Extracted data entries
use crate::core::DnsqError;
use std::net::{IpAddr, SocketAddr};
use std::str::FromStr;
use std::time::Duration;
use tokio::io::{AsyncBufReadExt, AsyncRead, BufReader};

const DEFAULT_PORT: u16 = 53;
const MAX_NAMESERVERS: usize = 3;
const MAX_TIMEOUT_SECS: u64 = 30;
const MAX_ATTEMPTS: u8 = 5;

/// Settings for a DNS client parsed from a resolv.conf file.
///
/// Only `nameserver` lines and the `timeout`, `attempts`, `rotate`, `use-vc`, and
/// `edns0` options are understood, everything else is skipped.
#[derive(Debug, Default, Clone, Eq, PartialEq)]
pub struct ResolvConf {
    pub nameservers: Vec<SocketAddr>,
    pub options: ResolvConfOptions,
}

impl ResolvConf {
    fn apply(&mut self, directive: Directive) {
        match directive {
            // Resolvers only ever use the first three listed
            Directive::Nameserver(addr) if self.nameservers.len() < MAX_NAMESERVERS => self.nameservers.push(addr),
            Directive::Nameserver(addr) => {
                tracing::debug!(message = "ignoring nameserver past limit", addr = %addr, limit = MAX_NAMESERVERS);
            }
            Directive::Options(opts) => opts.into_iter().for_each(|o| self.options.apply(o)),
        }
    }
}

/// Values from the `options` lines of a resolv.conf file. `None` means the option was
/// not present and the client default should be used.
#[derive(Debug, Default, Clone, Eq, PartialEq)]
pub struct ResolvConfOptions {
    pub timeout: Option<Duration>,
    pub attempts: Option<u8>,
    pub rotate: Option<bool>,
    pub use_vc: Option<bool>,
    pub edns0: Option<bool>,
}

impl ResolvConfOptions {
    fn apply(&mut self, opt: ResolvOption) {
        match opt {
            ResolvOption::Timeout(t) => self.timeout = Some(t),
            ResolvOption::Attempts(n) => self.attempts = Some(n),
            ResolvOption::Rotate => self.rotate = Some(true),
            ResolvOption::UseVc => self.use_vc = Some(true),
            ResolvOption::Edns0 => self.edns0 = Some(true),
        }
    }
}

/// Read settings for a DNS client from a resolv.conf configuration file.
///
/// Malformed `nameserver` lines are errors. Unknown settings and unknown or malformed
/// options are logged and skipped, the same as the system resolver.
pub async fn config<R>(read: R) -> Result<ResolvConf, DnsqError>
where
    R: AsyncRead + Send + Sync + Unpin + 'static,
{
    let mut lines = BufReader::new(read).lines();
    let mut conf = ResolvConf::default();
    let mut num = 0;

    while let Some(line) = lines.next_line().await? {
        num += 1;
        if let Some(directive) = Directive::parse(num, &line)? {
            conf.apply(directive);
        }
    }

    Ok(conf)
}

/// A single supported line of a resolv.conf file.
#[derive(Debug, Clone, Eq, PartialEq)]
enum Directive {
    Nameserver(SocketAddr),
    Options(Vec<ResolvOption>),
}

impl Directive {
    /// Parse line `num`, returning `None` for blank lines, comments, and unsupported settings.
    fn parse(num: usize, line: &str) -> Result<Option<Self>, DnsqError> {
        let content = line.split(['#', ';']).next().unwrap_or("");
        let mut words = content.split_whitespace();

        match words.next() {
            None => Ok(None),
            Some("nameserver") => {
                let addr = words.next().ok_or_else(|| {
                    DnsqError::configuration(format!("line {}: nameserver is missing an address", num))
                })?;

                addr.parse::<IpAddr>()
                    .map(|ip| Some(Directive::Nameserver(SocketAddr::new(ip, DEFAULT_PORT))))
                    .map_err(|e| {
                        DnsqError::configuration_cause(format!("line {}: malformed nameserver '{}'", num, addr), e)
                    })
            }
            Some("options") => Ok(Some(Directive::Options(
                words
                    .filter_map(|w| match w.parse() {
                        Ok(o) => Some(o),
                        Err(e) => {
                            tracing::debug!(message = "skipping resolv.conf option", line = num, option = w, err = %e);
                            None
                        }
                    })
                    .collect(),
            ))),
            Some(other) => {
                tracing::debug!(message = "skipping resolv.conf setting", line = num, setting = other);
                Ok(None)
            }
        }
    }
}

/// Option from an `options` line. Numeric values are capped the same way glibc caps them.
#[derive(Debug, Clone, Copy, Eq, PartialEq)]
enum ResolvOption {
    Timeout(Duration),
    Attempts(u8),
    Rotate,
    UseVc,
    Edns0,
}

impl FromStr for ResolvOption {
    type Err = DnsqError;

    fn from_str(s: &str) -> Result<Self, Self::Err> {
        let (name, value) = match s.split_once(':') {
            Some((n, v)) => (n, Some(v)),
            None => (s, None),
        };

        match (name, value) {
            ("rotate", None) => Ok(Self::Rotate),
            ("use-vc" | "usevc" | "tcp", None) => Ok(Self::UseVc),
            ("edns0", None) => Ok(Self::Edns0),
            ("timeout", Some(v)) => {
                let secs: u64 = parse_number(s, v)?;
                Ok(Self::Timeout(Duration::from_secs(secs.min(MAX_TIMEOUT_SECS))))
            }
            ("attempts", Some(v)) => {
                let n: u8 = parse_number(s, v)?;
                Ok(Self::Attempts(n.min(MAX_ATTEMPTS)))
            }
            _ => Err(DnsqError::configuration(format!("unsupported option '{}'", s))),
        }
    }
}

fn parse_number<T>(opt: &str, val: &str) -> Result<T, DnsqError>
where
    T: FromStr,
    T::Err: std::error::Error + Send + Sync + 'static,
{
    val.parse()
        .map_err(|e| DnsqError::configuration_cause(format!("invalid value for option '{}'", opt), e))
}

# [AIM OF THE EXERCISE]
The answer must be a word-for-word reproduction of every record above.

# [SOLUTION TO THIS TASK]
use crate::core::DnsqError;
use std::net::{IpAddr, SocketAddr};
use std::str::FromStr;
use std::time::Duration;
use tokio::io::{AsyncBufReadExt, AsyncRead, BufReader};

const DEFAULT_PORT: u16 = 53;
const MAX_NAMESERVERS: usize = 3;
const MAX_TIMEOUT_SECS: u64 = 30;
const MAX_ATTEMPTS: u8 = 5;

/// Settings for a DNS client parsed from a resolv.conf file.
///
/// Only `nameserver` lines and the `timeout`, `attempts`, `rotate`, `use-vc`, and
/// `edns0` options are understood, everything else is skipped.
#[derive(Debug, Default, Clone, Eq, PartialEq)]
pub struct ResolvConf {
    pub nameservers: Vec<SocketAddr>,
    pub options: ResolvConfOptions,
}

impl ResolvConf {
    fn apply(&mut self, directive: Directive) {
        match directive {
            // Resolvers only ever use the first three listed
            Directive::Nameserver(addr) if self.nameservers.len() < MAX_NAMESERVERS => self.nameservers.push(addr),
            Directive::Nameserver(addr) => {
                tracing::debug!(message = "ignoring nameserver past limit", addr = %addr, limit = MAX_NAMESERVERS);
            }
            Directive::Options(opts) => opts.into_iter().for_each(|o| self.options.apply(o)),
        }
    }
}

/// Values from the `options` lines of a resolv.conf file. `None` means the option was
/// not present and the client default should be used.
#[derive(Debug, Default, Clone, Eq, PartialEq)]
pub struct ResolvConfOptions {
    pub timeout: Option<Duration>,
    pub attempts: Option<u8>,
    pub rotate: Option<bool>,
    pub use_vc: Option<bool>,
    pub edns0: Option<bool>,
}

impl ResolvConfOptions {
    fn apply(&mut self, opt: ResolvOption) {
        match opt {
            ResolvOption::Timeout(t) => self.timeout = Some(t),
            ResolvOption::Attempts(n) => self.attempts = Some(n),
            ResolvOption::Rotate => self.rotate = Some(true),
            ResolvOption::UseVc => self.use_vc = Some(true),
            ResolvOption::Edns0 => self.edns0 = Some(true),
        }
    }
}

/// Read settings for a DNS client from a resolv.conf configuration file.
///
/// Malformed `nameserver` lines are errors. Unknown settings and unknown or malformed
/// options are logged and skipped, the same as the system resolver.
pub async fn config<R>(read: R) -> Result<ResolvConf, DnsqError>
where
    R: AsyncRead + Send + Sync + Unpin + 'static,
{
    let mut lines = BufReader::new(read).lines();
    let mut conf = ResolvConf::default();
    let mut num = 0;

    while let Some(line) = lines.next_line().await? {
        num += 1;
        if let Some(directive) = Directive::parse(num, &line)? {
            conf.apply(directive);
        }
    }

    Ok(conf)
}

/// A single supported line of a resolv.conf file.
#[derive(Debug, Clone, Eq, PartialEq)]
enum Directive {
    Nameserver(SocketAddr),
    Options(Vec<ResolvOption>),
}

impl Directive {
    /// Parse line `num`, returning `None` for blank lines, comments, and unsupported settings.
    fn parse(num: usize, line: &str) -> Result<Option<Self>, DnsqError> {
        let content = line.split(['#', ';']).next().unwrap_or("");
        let mut words = content.split_whitespace();

        match words.next() {
            None => Ok(None),
            Some("nameserver") => {
                let addr = words.next().ok_or_else(|| {
                    DnsqError::configuration(format!("line {}: nameserver is missing an address", num))
                })?;

                addr.parse::<IpAddr>()
                    .map(|ip| Some(Directive::Nameserver(SocketAddr::new(ip, DEFAULT_PORT))))
                    .map_err(|e| {
                        DnsqError::configuration_cause(format!("line {}: malformed nameserver '{}'", num, addr), e)
                    })
            }
            Some("options") => Ok(Some(Directive::Options(
                words
                    .filter_map(|w| match w.parse() {
                        Ok(o) => Some(o),
                        Err(e) => {
                            tracing::debug!(message = "skipping resolv.conf option", line = num, option = w, err = %e);
                            None
                        }
                    })
                    .collect(),
            ))),
            Some(other) => {
                tracing::debug!(message = "skipping resolv.conf setting", line = num, setting = other);
                Ok(None)
            }
        }
    }
}

/// Option from an `options` line. Numeric values are capped the same way glibc caps them.
#[derive(Debug, Clone, Copy, Eq, PartialEq)]
enum ResolvOption {
    Timeout(Duration),
    Attempts(u8),
    Rotate,
    UseVc,
    Edns0,
}

impl FromStr for ResolvOption {
    type Err = DnsqError;

    fn from_str(s: &str) -> Result<Self, Self::Err> {
        let (name, value) = match s.split_once(':') {
            Some((n, v)) => (n, Some(v)),
            None => (s, None),
        };

        match (name, value) {
            ("rotate", None) => Ok(Self::Rotate),
            ("use-vc" | "usevc" | "tcp", None) => Ok(Self::UseVc),
            ("edns0", None) => Ok(Self::Edns0),
            ("timeout", Some(v)) => {
                let secs: u64 = parse_number(s, v)?;
                Ok(Self::Timeout(Duration::from_secs(secs.min(MAX_TIMEOUT_SECS))))
            }
            ("attempts", Some(v)) => {
                let n: u8 = parse_number(s, v)?;
                Ok(Self::Attempts(n.min(MAX_ATTEMPTS)))
            }
            _ => Err(DnsqError::configuration(format!("unsupported option '{}'", s))),
        }
    }
}

fn parse_number<T>(opt: &str, val: &str) -> Result<T, DnsqError>
where
    T: FromStr,
    T::Err: std::error::Error + Send + Sync + 'static,
{
    val.parse()
        .map_err(|e| DnsqError::configuration_cause(format!("invalid value for option '{}'", opt), e))
}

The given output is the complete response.